Since 1997, Chaffin and collaborators have investigated the memorization strategies employed by professional musicians when preparing for performances. Their findings have generated a conceptual scaffold that embraces several interconnected dimensions of understanding and structuring musical events. Along with performers, researchers and performer-researchers, Chaffin proposes a systematization of categories, designated as performance cues (PCs), that may be employed by musicians to monitor the unfolding performance and to adjust its automatic motor sequences to the needs of the moment (see, for instance, Chaffin, 2011; Chaffin & Imreh, 1997, 2002; Chaffin, Imreh, Lemieux, & Chen, 2003; Chaffin, Lemieux, & Chen, 2007; Chaffin, Lisboa, Logan, & Begosh, 2010).
Performance cues are landmarks that professional musicians employ during memorized public performances (Chaffin, Logan, et al., 2009).
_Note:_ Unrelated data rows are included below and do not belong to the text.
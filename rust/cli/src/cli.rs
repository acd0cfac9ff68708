//! Command-line argument definitions.
//!
//! Flags left unset fall back to the resolved configuration (see
//! [`crate::config`]), so the precedence is flag, then environment, then
//! config file, then default.

use clap::{Parser, Subcommand};

#[derive(Parser, Debug)]
#[command(name = "uno", version, about = "Uno rules engine command-line interface")]
pub struct UnoCli {
    #[command(subcommand)]
    pub cmd: Commands,
}

#[derive(Subcommand, Debug)]
pub enum Commands {
    /// Play against computer opponents from the terminal (you are seat 0)
    Play {
        /// Number of seats, including yours
        #[arg(long)]
        players: Option<usize>,
        #[arg(long)]
        seed: Option<u64>,
        /// Opponent kind: baseline or advisor
        #[arg(long)]
        ai: Option<String>,
    },
    /// Run computer-only games and optionally record them as JSONL
    Sim {
        #[arg(long)]
        games: u64,
        #[arg(long)]
        players: Option<usize>,
        /// Base seed; game i uses seed + i
        #[arg(long)]
        seed: Option<u64>,
        #[arg(long)]
        ai: Option<String>,
        /// Stop a game after this many accepted actions
        #[arg(long)]
        max_turns: Option<u32>,
        #[arg(long)]
        output: Option<String>,
    },
    /// Deal a game and show the hands, top card and active color
    Deal {
        #[arg(long)]
        players: Option<usize>,
        #[arg(long)]
        seed: Option<u64>,
    },
    /// Summarize recorded games (JSONL, .jsonl.zst, or a directory of them)
    Stats {
        #[arg(long)]
        input: String,
    },
    /// Show the resolved configuration and where each value came from
    Cfg,
}

pub const COMMANDS: &[&str] = &["play", "sim", "deal", "stats", "cfg"];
Performance cues suggest a deep and systematized knowledge that organizes a score into different categories: (i) basic cues are related to specific technical aspects (e.g., fingerings, physical posture, breathing and the resolution of basic mechanical issues); (ii) structural cues, similar to punctuation in written texts, are related to aspects of the formal structure, such as cadences, section endings, changes in design and musical boundaries; (iii) interpretative cues are related to musical gestures required to assure attention to dynamics, pacing and contour; and (iv) expressive cues are related to extramusical feelings, such as affect, atmosphere and images perceived and conceived by the interpreter. The systematization of these landmarks of mental representation has been proposed as a protocol for delimiting musical aspects and parameters to afford close and systematic references within the work. The performer can plan his/her practice and performances through a series of steps aimed at specific goals that are set during the learning process.
Seasoned musicians tend to develop systems of landmarks and maps that may, to some extent, ensure a resilient web of retrieval. The processes of deliberating about and ascribing markers and landmarks to memorized musical material were examined by Chaffin and his collaborators. The researcher and his team proposed a system of performance cues known as the PC protocol. Recent examples of PC use in memorized practices or performances have been reported in the literature, particularly as applied by professional musicians (Chaffin et al., 2010; Lisboa, Chaffin, & Demos, 2013; Lisboa, Chaffin, & Logan, 2009; Lisboa, Chaffin, Logan, & Begosh, 2007; Noice, Jeffrey, Noice, & Chaffin, 2008). The use of Schenkerian analysis in relation to PCs has also been employed to solve the problems of memorizing while developing a clear idea of the “big picture” (Chaffin, Gerling, Demos, & Melms, 2013).
In the literature, a few studies have researched students’ PC usage. Chaffin, Demos, and Crawford (2009) investigated a BA-level trumpet performance major and a 14-year-old piano student. Lisboa et al. (2013) described how an 18-year-old piano student learned to memorize by recording her thoughts, marking them on copies of the score.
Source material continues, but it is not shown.